Amazon.com has closed its third Internet associates program in a week, in Hawaii, as the online retailer steps up an effort to skirt new sales taxes in several U.S. states.
Amazon’s (NASDAQ: AMZN) move follows the cancellation of associates programs in North Carolina and Rhode Island, under which the world’s top online retailer pays Web sites — its associates — a portion of sales that are channeled to Amazon.com.
In a sign that other Internet retail sites are following Amazon’s lead, online jeweler Blue Nile said on Tuesday it had also severed its relationship with affiliates in North Carolina and Rhode Island.
Some U.S. states, searching for new sources of revenue as the recession bites, have passed legislation to tax out-of-state Internet retailers. Amazon pays unaffiliated Web operators a commission if they advertise Amazon on their sites. California, the wealthiest state, is pondering similar legislation.
Those ads often allow consumers to click through from the advertiser’s Web site to that of Amazon.com or BlueNile.com.
In a note published Tuesday, Bernstein analyst Jeffrey Lindsay wrote that Amazon’s tactic of cutting out its affiliates rather than collecting sales tax in several states will not materially affect Amazon’s revenue.

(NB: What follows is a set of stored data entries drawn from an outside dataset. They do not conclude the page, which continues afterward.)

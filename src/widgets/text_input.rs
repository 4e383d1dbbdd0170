//! Text input widget for rendering `TextInput` instances.

use crate::styles::Theme;
use crate::utils::text_input::TextInput;
use ratatui::prelude::*;
use ratatui::widgets::{Block, BorderType, Borders, Paragraph};

/// A bordered single-line input.
pub struct TextInputWidget<'a> {
    input: &'a TextInput,
    theme: &'a Theme,
    title: Option<&'a str>,
    placeholder: Option<&'a str>,
    focused: bool,
}

impl<'a> TextInputWidget<'a> {
    pub fn new(input: &'a TextInput, theme: &'a Theme) -> Self {
        Self {
            input,
            theme,
            title: None,
            placeholder: None,
            focused: false,
        }
    }

    pub fn title(mut self, title: &'a str) -> Self {
        self.title = Some(title);
        self
    }

    pub fn placeholder(mut self, placeholder: &'a str) -> Self {
        self.placeholder = Some(placeholder);
        self
    }

    pub fn focused(mut self, focused: bool) -> Self {
        self.focused = focused;
        self
    }

    fn display_text(&self) -> &str {
        if self.input.text().is_empty() {
            self.placeholder.unwrap_or("")
        } else {
            self.input.text()
        }
    }

    fn block(&self) -> Block<'a> {
        let border_style = if self.focused {
            self.theme.border_focused_style()
        } else {
            self.theme.border_style()
        };
        let block = Block::default()
            .borders(Borders::ALL)
            .border_type(BorderType::Rounded)
            .border_style(border_style);
        match self.title {
            Some(title) => block.title(format!(" {} ", title)),
            None => block,
        }
    }
}

impl Widget for TextInputWidget<'_> {
    fn render(self, area: Rect, buf: &mut Buffer) {
        let style = if self.input.text().is_empty() {
            self.theme.muted_style()
        } else {
            self.theme.text_style()
        };
        Paragraph::new(self.display_text().to_string())
            .block(self.block())
            .style(style)
            .render(area, buf);
    }
}

/// Frame extension that also places the terminal cursor.
pub trait TextInputWidgetExt {
    fn render_text_input_widget(&mut self, widget: TextInputWidget, area: Rect);
}

impl TextInputWidgetExt for Frame<'_> {
    fn render_text_input_widget(&mut self, widget: TextInputWidget, area: Rect) {
        let focused = widget.focused;
        let cursor = widget.input.cursor();
        let inner = widget.block().inner(area);

        self.render_widget(widget, area);

        if focused && inner.width > 0 {
            let x = inner.x + (cursor as u16).min(inner.width - 1);
            self.set_cursor_position((x, inner.y));
        }
    }
}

“This could change, however, and the issue may catch more media attention in the coming weeks, if California chooses to join the sales tax collection drive, and this could be a significant short-term negative for Amazon’s stock price,” he wrote.
“However, even if sales tax collection were imposed uniformly across the United States, we doubt that it would diminish Amazon’s longer term sales growth significantly,” he added.
Amazon calls such legislation — which is currently being mulled also by Connecticut lawmakers — unconstitutional, arguing that its associates program does not amount to a physical presence in the state and so any sales generated should not be taxed.
It is now fighting in courts a new sales tax law in New York state, where it is collecting tax but has not shuttered its associates program.
Seattle-based Amazon does not disclose how much revenue it derives from its associates nor how much traffic is directed to its site through such programs. Associates can earn up to 15 percent of a product sale, though fees vary by product category, according to an Amazon spokeswoman.
But analysts say such sales are often low margin.